At present, we are being invaded by a variety of Fourth Generation entities, most of them coming to America as migrants and refugees. Those entities include cartels and gangs, people hired by foreign governments or corporations that provide mercenaries, believers in alien religions, ideologies, or “causes,” etc. They are joined by 4GW forces generated on our own soil, people who give their primary loyalty not to America but to something else, something they are willing to fight for.
This is the real threat we face, and it lands directly in the lap of our police and National Guard. In some places, the local police are already overwhelmed, to the point where they need state troopers or National Guardsmen to help them maintain some level of public safety. The state arose to provide order, safety of people and property, and when it can no longer do that it loses its legitimacy. The National Guard is a more important prop for the state’s legitimacy than are any of the active duty armed forces. It is unlikely we will be calling in F-35s to bomb our own cities or armored divisions to flatten them, a la Gaza.
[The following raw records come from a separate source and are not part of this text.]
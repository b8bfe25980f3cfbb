use chrono::{DateTime, NaiveDate, Utc};
use serde::{Deserialize, Serialize};

use crate::id::{ArtefactId, BlobKey, LocationId};
use crate::listing::{Language, ListType, Provenance, Sensitivity};

/// The dedup identity of an artefact.
///
/// At most one live artefact exists per tuple at any time. Equality is exact
/// on every field: a mismatch anywhere means a distinct artefact, never a
/// supersession. `content_date` is day-granular by construction
/// (`NaiveDate`), so day truncation cannot be bypassed.
#[derive(Clone, Debug, PartialEq, Eq, Hash, Serialize, Deserialize)]
pub struct ArtefactIdentity {
    pub location_id: LocationId,
    pub content_date: NaiveDate,
    pub language: Language,
    pub list_type: ListType,
    pub provenance: Provenance,
}

/// One published list-document instance: relational metadata plus a
/// reference to its payload in blob storage.
///
/// Lifecycle: created by ingestion, superseded in place zero or more times
/// (same id, swapped payload, counter bumped), then archived or deleted.
/// While the record exists its `payload` key always resolves to a stored
/// blob; the creation path orders writes to keep that true under retries.
#[derive(Clone, Debug, PartialEq, Eq, Serialize, Deserialize)]
pub struct Artefact {
    pub artefact_id: ArtefactId,
    pub location_id: LocationId,
    pub provenance: Provenance,
    pub list_type: ListType,
    pub language: Language,
    pub sensitivity: Sensitivity,
    /// The sitting date the list covers (day granularity).
    pub content_date: NaiveDate,
    /// Start of the display window (inclusive, compared at day granularity).
    pub display_from: DateTime<Utc>,
    /// End of the display window (exclusive). `None` means open-ended.
    pub display_to: Option<DateTime<Utc>>,
    pub last_received: DateTime<Utc>,
    /// Current payload blob. Swapped wholesale on supersession.
    pub payload: BlobKey,
    pub payload_size: u64,
    /// Flat-file payloads are stored as-is and skip derived-file generation.
    pub is_flat_file: bool,
    /// How many times this artefact has been superseded. Starts at 0.
    pub superseded_count: u32,
}

impl Artefact {
    /// Build an ingestion candidate. Payload reference and size are filled
    /// in by the creation service once the blob write has happened.
    #[allow(clippy::too_many_arguments)]
    pub fn candidate(
        location_id: LocationId,
        provenance: Provenance,
        list_type: ListType,
        language: Language,
        sensitivity: Sensitivity,
        content_date: NaiveDate,
        display_from: DateTime<Utc>,
        display_to: Option<DateTime<Utc>>,
    ) -> Self {
        Self {
            artefact_id: ArtefactId::new(),
            location_id,
            provenance,
            list_type,
            language,
            sensitivity,
            content_date,
            display_from,
            display_to,
            last_received: display_from,
            payload: BlobKey::fresh(),
            payload_size: 0,
            is_flat_file: false,
            superseded_count: 0,
        }
    }

    /// Mark the candidate as a flat-file upload.
    pub fn flat_file(mut self) -> Self {
        self.is_flat_file = true;
        self
    }

    /// The dedup tuple for this artefact.
    pub fn identity(&self) -> ArtefactIdentity {
        ArtefactIdentity {
            location_id: self.location_id,
            content_date: self.content_date,
            language: self.language,
            list_type: self.list_type,
            provenance: self.provenance,
        }
    }

    /// Whether the artefact is inside its display window on `today`:
    /// `display_from <= today < display_to`, with an open upper bound when
    /// `display_to` is absent.
    pub fn is_trigger_eligible(&self, today: NaiveDate) -> bool {
        if self.display_from.date_naive() > today {
            return false;
        }
        match self.display_to {
            Some(to) => today < to.date_naive(),
            None => true,
        }
    }

    /// Whether the display window closed before `today`.
    pub fn is_expired(&self, today: NaiveDate) -> bool {
        self.display_to
            .is_some_and(|to| to.date_naive() < today)
    }

    /// Take over an existing artefact's identity for an in-place
    /// supersession: same stable id, counter bumped past the existing row.
    /// The candidate keeps its own (new) payload and metadata.
    pub fn supersede(&mut self, existing: &Artefact) {
        self.artefact_id = existing.artefact_id;
        self.superseded_count = existing.superseded_count + 1;
    }
}

#[cfg(test)]
mod tests {
    use super::*;
    use chrono::TimeZone;

    fn date(y: i32, m: u32, d: u32) -> NaiveDate {
        NaiveDate::from_ymd_opt(y, m, d).unwrap()
    }

    fn at(y: i32, m: u32, d: u32) -> DateTime<Utc> {
        Utc.with_ymd_and_hms(y, m, d, 9, 30, 0).unwrap()
    }

    fn sample(display_from: DateTime<Utc>, display_to: Option<DateTime<Utc>>) -> Artefact {
        Artefact::candidate(
            LocationId::new(10),
            Provenance::CourtService,
            ListType::CivilDailyCauseList,
            Language::English,
            Sensitivity::Public,
            date(2024, 12, 16),
            display_from,
            display_to,
        )
    }

    // -----------------------------------------------------------------------
    // Identity tuple
    // -----------------------------------------------------------------------

    #[test]
    fn identical_metadata_has_equal_identity() {
        let a = sample(at(2024, 12, 15), None);
        let b = sample(at(2024, 12, 1), Some(at(2025, 1, 1)));
        // Display window and id differ; the dedup tuple does not.
        assert_eq!(a.identity(), b.identity());
        assert_ne!(a.artefact_id, b.artefact_id);
    }

    #[test]
    fn any_field_mismatch_is_a_distinct_identity() {
        let base = sample(at(2024, 12, 15), None);

        let mut other = base.clone();
        other.location_id = LocationId::new(11);
        assert_ne!(base.identity(), other.identity());

        let mut other = base.clone();
        other.content_date = date(2024, 12, 17);
        assert_ne!(base.identity(), other.identity());

        let mut other = base.clone();
        other.language = Language::Welsh;
        assert_ne!(base.identity(), other.identity());

        let mut other = base.clone();
        other.list_type = ListType::CrownDailyList;
        assert_ne!(base.identity(), other.identity());

        let mut other = base.clone();
        other.provenance = Provenance::ManualUpload;
        assert_ne!(base.identity(), other.identity());
    }

    // -----------------------------------------------------------------------
    // Display window
    // -----------------------------------------------------------------------

    #[test]
    fn eligible_once_display_from_reached() {
        let artefact = sample(at(2024, 12, 15), Some(at(2024, 12, 20)));
        assert!(!artefact.is_trigger_eligible(date(2024, 12, 14)));
        assert!(artefact.is_trigger_eligible(date(2024, 12, 15)));
        assert!(artefact.is_trigger_eligible(date(2024, 12, 16)));
    }

    #[test]
    fn display_to_is_exclusive() {
        let artefact = sample(at(2024, 12, 15), Some(at(2024, 12, 20)));
        assert!(artefact.is_trigger_eligible(date(2024, 12, 19)));
        assert!(!artefact.is_trigger_eligible(date(2024, 12, 20)));
    }

    #[test]
    fn open_ended_window_never_expires() {
        let artefact = sample(at(2024, 12, 15), None);
        assert!(artefact.is_trigger_eligible(date(2030, 1, 1)));
        assert!(!artefact.is_expired(date(2030, 1, 1)));
    }

    #[test]
    fn expired_only_after_display_to_has_passed() {
        let artefact = sample(at(2024, 12, 15), Some(at(2024, 12, 20)));
        assert!(!artefact.is_expired(date(2024, 12, 20)));
        assert!(artefact.is_expired(date(2024, 12, 21)));
    }

    #[test]
    fn expired_artefact_is_never_eligible() {
        let artefact = sample(at(2024, 12, 15), Some(at(2024, 12, 20)));
        for offset in 0..60 {
            let today = date(2024, 12, 1) + chrono::Days::new(offset);
            if artefact.is_expired(today) {
                assert!(!artefact.is_trigger_eligible(today), "on {today}");
            }
        }
    }

    // -----------------------------------------------------------------------
    // Supersession
    // -----------------------------------------------------------------------

    #[test]
    fn supersede_copies_id_and_bumps_counter() {
        let existing = sample(at(2024, 12, 15), None);
        let mut candidate = sample(at(2024, 12, 15), None);
        let own_payload = candidate.payload.clone();

        candidate.supersede(&existing);

        assert_eq!(candidate.artefact_id, existing.artefact_id);
        assert_eq!(candidate.superseded_count, existing.superseded_count + 1);
        // The candidate's payload is untouched; the old one is the caller's
        // to delete after commit.
        assert_eq!(candidate.payload, own_payload);
    }

    #[test]
    fn counter_moves_by_one_per_supersession() {
        let mut current = sample(at(2024, 12, 15), None);
        assert_eq!(current.superseded_count, 0);
        for expected in 1..=3 {
            let mut next = sample(at(2024, 12, 15), None);
            next.supersede(&current);
            assert_eq!(next.superseded_count, expected);
            current = next;
        }
    }

    #[test]
    fn candidate_starts_unsuperseded() {
        let artefact = sample(at(2024, 12, 15), None);
        assert_eq!(artefact.superseded_count, 0);
        assert!(!artefact.is_flat_file);
        assert!(artefact.flat_file().is_flat_file);
    }

    #[test]
    fn serde_roundtrip() {
        let artefact = sample(at(2024, 12, 15), Some(at(2024, 12, 20)));
        let json = serde_json::to_string(&artefact).unwrap();
        let parsed: Artefact = serde_json::from_str(&json).unwrap();
        assert_eq!(parsed, artefact);
    }

    mod window_properties {
        use super::*;
        use proptest::prelude::*;

        proptest! {
            #[test]
            fn eligible_and_expired_are_mutually_exclusive(
                from_offset in 0u64..120,
                window_days in 0u64..120,
                today_offset in 0u64..240,
            ) {
                let epoch = date(2024, 1, 1);
                let from = at(2024, 1, 1) + chrono::Days::new(from_offset);
                let to = from + chrono::Days::new(window_days);
                let today = epoch + chrono::Days::new(today_offset);

                let artefact = sample(from, Some(to));
                prop_assert!(
                    !(artefact.is_trigger_eligible(today) && artefact.is_expired(today))
                );
            }

            #[test]
            fn eligibility_stops_at_or_before_expiry(
                from_offset in 0u64..120,
                window_days in 1u64..120,
            ) {
                let from = at(2024, 1, 1) + chrono::Days::new(from_offset);
                let to = from + chrono::Days::new(window_days);
                let artefact = sample(from, Some(to));

                // The day the window closes is already ineligible.
                prop_assert!(!artefact.is_trigger_eligible(to.date_naive()));
                // The day before it closes is still eligible.
                let last_day = to.date_naive() - chrono::Days::new(1);
                prop_assert!(artefact.is_trigger_eligible(last_day));
            }
        }
    }
}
The second reason our country needs a Secretary of Defense from the National Guard is that with climate change, domestic disasters are becoming more frequent and more devastating. If the purpose of our armed forces is to keep Americans safe in their homes, the National Guard offers more than can the active duty forces. The Guard is better trained and equipped for such missions, and the reason most Guardsmen enlisted was and is to help their neighbors. In turn, members of the National Guard are not seen as threats the way some Americans might regard the deployment of active duty forces designed for combat. It’s the National Guardsmen who pluck us from the roofs of our flooded houses, not black helicopters.
And because almost all Americans see Guardsmen as people who come to help them in time of need, they strengthen the legitimacy of the state where units with heavy weapons may undermine it.
In 2022, I published a short book, Reforging Excalibur, that outlines how we should change our grand strategy and our armed services to face a world of Fourth Generation war. It discusses the services in their order of importance, and the National Guard comes first, with the Coast Guard second. To most Secretaries of Defense, the National Guard is an also-ran that gets little of his attention. That will not be true of Pete Hegseth. Call or write your Senators and let them know you want him to be confirmed. Your own safety depends on it.